**Assignment:**
Each line below that contains the word "como" must be copied.
=-=-=-=-=
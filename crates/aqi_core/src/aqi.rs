//! Conversão PM2.5 → AQI (tabela EPA).
//!
//! A EPA não define AQI acima de 500 µg/m³. Acima disso o valor cresce
//! linearmente: `aqi(pm) = aqi(500) + (pm - 500)`.

/// Limite superior da tabela EPA usado na extensão linear.
pub const AQI_TABLE_CEILING: f64 = 500.0;

/// Breakpoints PM2.5: (C_low, C_high, I_low, I_high).
const PM25_BREAKPOINTS: [(f64, f64, f64, f64); 7] = [
    (0.0, 12.0, 0.0, 50.0),
    (12.1, 35.4, 51.0, 100.0),
    (35.5, 55.4, 101.0, 150.0),
    (55.5, 150.4, 151.0, 200.0),
    (150.5, 250.4, 201.0, 300.0),
    (250.5, 350.4, 301.0, 400.0),
    (350.5, 500.4, 401.0, 500.0),
];

/// AQI EPA padrão para uma concentração PM2.5 (µg/m³), sem extensão.
///
/// A concentração é truncada em 0.1 antes da interpolação. Valores
/// negativos contam como zero.
pub fn epa_pm25_aqi(pm: f64) -> f64 {
    // epsilon absorve erro de representação (35.4 * 10 = 353.999…)
    let c = ((pm.max(0.0) * 10.0) + 1e-9).floor() / 10.0;

    for &(c_low, c_high, i_low, i_high) in &PM25_BREAKPOINTS {
        if c <= c_high {
            let aqi = (i_high - i_low) / (c_high - c_low) * (c - c_low) + i_low;
            return aqi.round_ties_even();
        }
    }
    500.0
}

/// AQI derivado gravado como `aqi2.5`.
pub fn convert_aqi(pm: f64) -> f64 {
    let extra = (pm - AQI_TABLE_CEILING).max(0.0);
    epa_pm25_aqi(pm.min(AQI_TABLE_CEILING)) + extra
}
=-=-=-=-=
**Your response:**
/// negativos contam como zero.
/// AQI derivado gravado como `aqi2.5`.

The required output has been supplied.